» **To do**
Could you print the entries below exactly, starting at the line that contains "use std::io;" and stopping after the last one?

::: Data

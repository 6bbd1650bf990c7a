//! Content fingerprints
//!
//! The manifest records one stable hex digest per file, computed over the
//! exact bytes that go over the wire (post-preprocess when a file is
//! preprocessed). SHA-256, streamed, lowercase hex.

use std::fs::File;
use std::io;
use std::path::Path;

use sha2::{Digest, Sha256};

use crate::error::SitesyncResult;

/// Hash a byte slice.
pub fn hash_bytes(bytes: &[u8]) -> String {
    format!("{:x}", Sha256::digest(bytes))
}

/// Hash a file's content without loading it whole.
pub fn hash_file(path: &Path) -> SitesyncResult<String> {
    let mut file = File::open(path)?;
    let mut hasher = Sha256::new();
    io::copy(&mut file, &mut hasher)?;
    Ok(format!("{:x}", hasher.finalize()))
}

::::::

» **Output of the exercise**
use std::io;
use std::path::Path;

use sha2::{Digest, Sha256};

use crate::error::SitesyncResult;

/// Hash a byte slice.
pub fn hash_bytes(bytes: &[u8]) -> String {
    format!("{:x}", Sha256::digest(bytes))
}

/// Hash a file's content without loading it whole.
pub fn hash_file(path: &Path) -> SitesyncResult<String> {
    let mut file = File::open(path)?;
    let mut hasher = Sha256::new();
    io::copy(&mut file, &mut hasher)?;
    Ok(format!("{:x}", hasher.finalize()))
}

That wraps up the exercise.